Problem to work on:
Return every record exactly as it appears. Leave nothing out.

Saved entries:
++++++++

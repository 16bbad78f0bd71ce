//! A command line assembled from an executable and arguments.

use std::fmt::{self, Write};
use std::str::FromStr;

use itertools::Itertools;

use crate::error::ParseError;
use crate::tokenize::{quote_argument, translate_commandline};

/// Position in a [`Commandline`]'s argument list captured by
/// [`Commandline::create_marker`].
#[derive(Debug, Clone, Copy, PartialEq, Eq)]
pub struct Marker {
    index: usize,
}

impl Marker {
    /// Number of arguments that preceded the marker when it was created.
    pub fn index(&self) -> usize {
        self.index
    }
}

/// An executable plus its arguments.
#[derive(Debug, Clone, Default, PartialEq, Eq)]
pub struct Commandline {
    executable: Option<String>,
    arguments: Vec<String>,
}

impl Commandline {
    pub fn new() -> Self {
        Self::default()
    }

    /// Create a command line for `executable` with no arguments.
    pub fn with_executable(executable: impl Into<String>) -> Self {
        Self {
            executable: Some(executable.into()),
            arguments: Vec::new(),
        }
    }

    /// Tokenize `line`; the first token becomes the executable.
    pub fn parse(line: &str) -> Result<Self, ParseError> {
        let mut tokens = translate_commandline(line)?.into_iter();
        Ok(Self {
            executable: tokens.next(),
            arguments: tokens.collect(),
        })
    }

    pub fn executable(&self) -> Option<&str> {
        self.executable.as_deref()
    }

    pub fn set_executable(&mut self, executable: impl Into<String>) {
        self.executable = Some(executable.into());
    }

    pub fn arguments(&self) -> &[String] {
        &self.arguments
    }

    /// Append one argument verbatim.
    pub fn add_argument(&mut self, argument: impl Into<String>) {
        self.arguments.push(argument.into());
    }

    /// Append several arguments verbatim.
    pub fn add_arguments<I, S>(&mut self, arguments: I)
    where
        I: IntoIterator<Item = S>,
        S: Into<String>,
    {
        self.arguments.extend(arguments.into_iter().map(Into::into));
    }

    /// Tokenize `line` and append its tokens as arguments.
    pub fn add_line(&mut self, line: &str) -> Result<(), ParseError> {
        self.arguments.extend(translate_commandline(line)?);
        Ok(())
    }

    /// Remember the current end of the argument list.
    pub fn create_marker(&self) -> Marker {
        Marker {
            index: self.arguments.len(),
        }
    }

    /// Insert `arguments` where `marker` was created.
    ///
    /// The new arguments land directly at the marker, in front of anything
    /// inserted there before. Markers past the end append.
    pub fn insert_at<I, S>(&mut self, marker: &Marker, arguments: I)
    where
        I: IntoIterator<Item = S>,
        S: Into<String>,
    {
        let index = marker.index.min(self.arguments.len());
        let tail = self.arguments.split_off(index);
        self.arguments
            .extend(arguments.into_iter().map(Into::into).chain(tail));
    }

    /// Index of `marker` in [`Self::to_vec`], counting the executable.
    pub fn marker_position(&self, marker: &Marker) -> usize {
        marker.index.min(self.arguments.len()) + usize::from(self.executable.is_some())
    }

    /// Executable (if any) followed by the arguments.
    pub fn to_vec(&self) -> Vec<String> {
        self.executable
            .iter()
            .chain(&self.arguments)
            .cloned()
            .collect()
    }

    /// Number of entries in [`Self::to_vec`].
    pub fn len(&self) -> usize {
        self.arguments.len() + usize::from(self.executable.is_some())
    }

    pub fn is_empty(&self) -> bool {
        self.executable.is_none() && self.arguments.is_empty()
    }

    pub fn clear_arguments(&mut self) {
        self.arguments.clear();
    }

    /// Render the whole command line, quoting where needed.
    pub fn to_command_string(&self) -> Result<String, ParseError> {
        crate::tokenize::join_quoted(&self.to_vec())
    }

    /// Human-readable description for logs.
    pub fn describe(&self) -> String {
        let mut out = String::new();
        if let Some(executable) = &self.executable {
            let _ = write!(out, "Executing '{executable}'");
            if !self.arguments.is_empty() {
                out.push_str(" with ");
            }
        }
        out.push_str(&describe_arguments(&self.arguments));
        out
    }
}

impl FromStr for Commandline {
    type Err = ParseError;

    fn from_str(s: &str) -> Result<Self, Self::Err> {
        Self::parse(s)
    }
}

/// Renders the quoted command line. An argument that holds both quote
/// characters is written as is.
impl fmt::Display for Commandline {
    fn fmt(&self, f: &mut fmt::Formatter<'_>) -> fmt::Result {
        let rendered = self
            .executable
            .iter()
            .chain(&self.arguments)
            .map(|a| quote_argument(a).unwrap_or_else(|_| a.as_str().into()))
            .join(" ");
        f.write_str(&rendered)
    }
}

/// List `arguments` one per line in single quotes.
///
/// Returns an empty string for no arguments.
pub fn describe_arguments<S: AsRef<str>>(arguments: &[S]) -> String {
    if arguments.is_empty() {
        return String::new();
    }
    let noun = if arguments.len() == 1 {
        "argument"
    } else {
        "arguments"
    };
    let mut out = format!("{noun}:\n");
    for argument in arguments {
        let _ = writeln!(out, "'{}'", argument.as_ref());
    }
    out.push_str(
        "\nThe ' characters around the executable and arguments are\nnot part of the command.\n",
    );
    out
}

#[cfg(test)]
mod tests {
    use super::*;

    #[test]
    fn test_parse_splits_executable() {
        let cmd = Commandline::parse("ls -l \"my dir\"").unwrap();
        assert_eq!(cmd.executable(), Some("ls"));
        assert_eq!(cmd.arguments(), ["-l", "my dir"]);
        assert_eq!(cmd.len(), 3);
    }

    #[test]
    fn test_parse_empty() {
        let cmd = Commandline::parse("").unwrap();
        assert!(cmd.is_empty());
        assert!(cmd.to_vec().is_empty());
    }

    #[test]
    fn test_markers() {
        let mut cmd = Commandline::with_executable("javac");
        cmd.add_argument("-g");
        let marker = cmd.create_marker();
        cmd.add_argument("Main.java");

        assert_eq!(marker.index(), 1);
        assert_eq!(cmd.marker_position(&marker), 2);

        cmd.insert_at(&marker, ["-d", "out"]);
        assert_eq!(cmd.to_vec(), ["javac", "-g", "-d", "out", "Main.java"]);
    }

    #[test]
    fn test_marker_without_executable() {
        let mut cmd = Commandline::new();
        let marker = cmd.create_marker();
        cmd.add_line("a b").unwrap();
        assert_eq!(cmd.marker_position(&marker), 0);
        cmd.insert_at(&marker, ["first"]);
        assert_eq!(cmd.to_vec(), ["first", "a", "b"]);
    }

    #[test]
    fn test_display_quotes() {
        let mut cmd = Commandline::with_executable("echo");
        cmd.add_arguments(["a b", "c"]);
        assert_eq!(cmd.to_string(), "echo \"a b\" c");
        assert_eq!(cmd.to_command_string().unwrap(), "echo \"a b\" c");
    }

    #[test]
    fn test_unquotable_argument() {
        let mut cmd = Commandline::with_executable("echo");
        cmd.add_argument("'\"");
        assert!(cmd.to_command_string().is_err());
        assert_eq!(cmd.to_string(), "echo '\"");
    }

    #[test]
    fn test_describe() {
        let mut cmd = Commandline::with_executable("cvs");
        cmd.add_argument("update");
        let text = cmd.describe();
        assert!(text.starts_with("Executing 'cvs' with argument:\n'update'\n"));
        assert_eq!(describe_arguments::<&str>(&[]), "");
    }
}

++++++++

Result of the task:
repository 16bbad78f0bd71ce
//! A command line assembled from an executable and arguments.

use std::fmt::{self, Write};
use std::str::FromStr;

use itertools::Itertools;

use crate::error::ParseError;
use crate::tokenize::{quote_argument, translate_commandline};

/// Position in a [`Commandline`]'s argument list captured by
/// [`Commandline::create_marker`].
#[derive(Debug, Clone, Copy, PartialEq, Eq)]
pub struct Marker {
    index: usize,
}

impl Marker {
    /// Number of arguments that preceded the marker when it was created.
    pub fn index(&self) -> usize {
        self.index
    }
}

/// An executable plus its arguments.
#[derive(Debug, Clone, Default, PartialEq, Eq)]
pub struct Commandline {
    executable: Option<String>,
    arguments: Vec<String>,
}

impl Commandline {
    pub fn new() -> Self {
        Self::default()
    }

    /// Create a command line for `executable` with no arguments.
    pub fn with_executable(executable: impl Into<String>) -> Self {
        Self {
            executable: Some(executable.into()),
            arguments: Vec::new(),
        }
    }

    /// Tokenize `line`; the first token becomes the executable.
    pub fn parse(line: &str) -> Result<Self, ParseError> {
        let mut tokens = translate_commandline(line)?.into_iter();
        Ok(Self {
            executable: tokens.next(),
            arguments: tokens.collect(),
        })
    }

    pub fn executable(&self) -> Option<&str> {
        self.executable.as_deref()
    }

    pub fn set_executable(&mut self, executable: impl Into<String>) {
        self.executable = Some(executable.into());
    }

    pub fn arguments(&self) -> &[String] {
        &self.arguments
    }

    /// Append one argument verbatim.
    pub fn add_argument(&mut self, argument: impl Into<String>) {
        self.arguments.push(argument.into());
    }

    /// Append several arguments verbatim.
    pub fn add_arguments<I, S>(&mut self, arguments: I)
    where
        I: IntoIterator<Item = S>,
        S: Into<String>,
    {
        self.arguments.extend(arguments.into_iter().map(Into::into));
    }

    /// Tokenize `line` and append its tokens as arguments.
    pub fn add_line(&mut self, line: &str) -> Result<(), ParseError> {
        self.arguments.extend(translate_commandline(line)?);
        Ok(())
    }

    /// Remember the current end of the argument list.
    pub fn create_marker(&self) -> Marker {
        Marker {
            index: self.arguments.len(),
        }
    }

    /// Insert `arguments` where `marker` was created.
    ///
    /// The new arguments land directly at the marker, in front of anything
    /// inserted there before. Markers past the end append.
    pub fn insert_at<I, S>(&mut self, marker: &Marker, arguments: I)
    where
        I: IntoIterator<Item = S>,
        S: Into<String>,
    {
        let index = marker.index.min(self.arguments.len());
        let tail = self.arguments.split_off(index);
        self.arguments
            .extend(arguments.into_iter().map(Into::into).chain(tail));
    }

    /// Index of `marker` in [`Self::to_vec`], counting the executable.
    pub fn marker_position(&self, marker: &Marker) -> usize {
        marker.index.min(self.arguments.len()) + usize::from(self.executable.is_some())
    }

    /// Executable (if any) followed by the arguments.
    pub fn to_vec(&self) -> Vec<String> {
        self.executable
            .iter()
            .chain(&self.arguments)
            .cloned()
            .collect()
    }

    /// Number of entries in [`Self::to_vec`].
    pub fn len(&self) -> usize {
        self.arguments.len() + usize::from(self.executable.is_some())
    }

    pub fn is_empty(&self) -> bool {
        self.executable.is_none() && self.arguments.is_empty()
    }

    pub fn clear_arguments(&mut self) {
        self.arguments.clear();
    }

    /// Render the whole command line, quoting where needed.
    pub fn to_command_string(&self) -> Result<String, ParseError> {
        crate::tokenize::join_quoted(&self.to_vec())
    }

    /// Human-readable description for logs.
    pub fn describe(&self) -> String {
        let mut out = String::new();
        if let Some(executable) = &self.executable {
            let _ = write!(out, "Executing '{executable}'");
            if !self.arguments.is_empty() {
                out.push_str(" with ");
            }
        }
        out.push_str(&describe_arguments(&self.arguments));
        out
    }
}

impl FromStr for Commandline {
    type Err = ParseError;

    fn from_str(s: &str) -> Result<Self, Self::Err> {
        Self::parse(s)
    }
}

/// Renders the quoted command line. An argument that holds both quote
/// characters is written as is.
impl fmt::Display for Commandline {
    fn fmt(&self, f: &mut fmt::Formatter<'_>) -> fmt::Result {
        let rendered = self
            .executable
            .iter()
            .chain(&self.arguments)
            .map(|a| quote_argument(a).unwrap_or_else(|_| a.as_str().into()))
            .join(" ");
        f.write_str(&rendered)
    }
}

/// List `arguments` one per line in single quotes.
///
/// Returns an empty string for no arguments.
pub fn describe_arguments<S: AsRef<str>>(arguments: &[S]) -> String {
    if arguments.is_empty() {
        return String::new();
    }
    let noun = if arguments.len() == 1 {
        "argument"
    } else {
        "arguments"
    };
    let mut out = format!("{noun}:\n");
    for argument in arguments {
        let _ = writeln!(out, "'{}'", argument.as_ref());
    }
    out.push_str(
        "\nThe ' characters around the executable and arguments are\nnot part of the command.\n",
    );
    out
}

#[cfg(test)]
mod tests {
    use super::*;

    #[test]
    fn test_parse_splits_executable() {
        let cmd = Commandline::parse("ls -l \"my dir\"").unwrap();
        assert_eq!(cmd.executable(), Some("ls"));
        assert_eq!(cmd.arguments(), ["-l", "my dir"]);
        assert_eq!(cmd.len(), 3);
    }

    #[test]
    fn test_parse_empty() {
        let cmd = Commandline::parse("").unwrap();
        assert!(cmd.is_empty());
        assert!(cmd.to_vec().is_empty());
    }

    #[test]
    fn test_markers() {
        let mut cmd = Commandline::with_executable("javac");
        cmd.add_argument("-g");
        let marker = cmd.create_marker();
        cmd.add_argument("Main.java");

        assert_eq!(marker.index(), 1);
        assert_eq!(cmd.marker_position(&marker), 2);

        cmd.insert_at(&marker, ["-d", "out"]);
        assert_eq!(cmd.to_vec(), ["javac", "-g", "-d", "out", "Main.java"]);
    }

    #[test]
    fn test_marker_without_executable() {
        let mut cmd = Commandline::new();
        let marker = cmd.create_marker();
        cmd.add_line("a b").unwrap();
        assert_eq!(cmd.marker_position(&marker), 0);
        cmd.insert_at(&marker, ["first"]);
        assert_eq!(cmd.to_vec(), ["first", "a", "b"]);
    }

    #[test]
    fn test_display_quotes() {
        let mut cmd = Commandline::with_executable("echo");
        cmd.add_arguments(["a b", "c"]);
        assert_eq!(cmd.to_string(), "echo \"a b\" c");
        assert_eq!(cmd.to_command_string().unwrap(), "echo \"a b\" c");
    }

    #[test]
    fn test_unquotable_argument() {
        let mut cmd = Commandline::with_executable("echo");
        cmd.add_argument("'\"");
        assert!(cmd.to_command_string().is_err());
        assert_eq!(cmd.to_string(), "echo '\"");
    }

    #[test]
    fn test_describe() {
        let mut cmd = Commandline::with_executable("cvs");
        cmd.add_argument("update");
        let text = cmd.describe();
        assert!(text.starts_with("Executing 'cvs' with argument:\n'update'\n"));
        assert_eq!(describe_arguments::<&str>(&[]), "");
    }
}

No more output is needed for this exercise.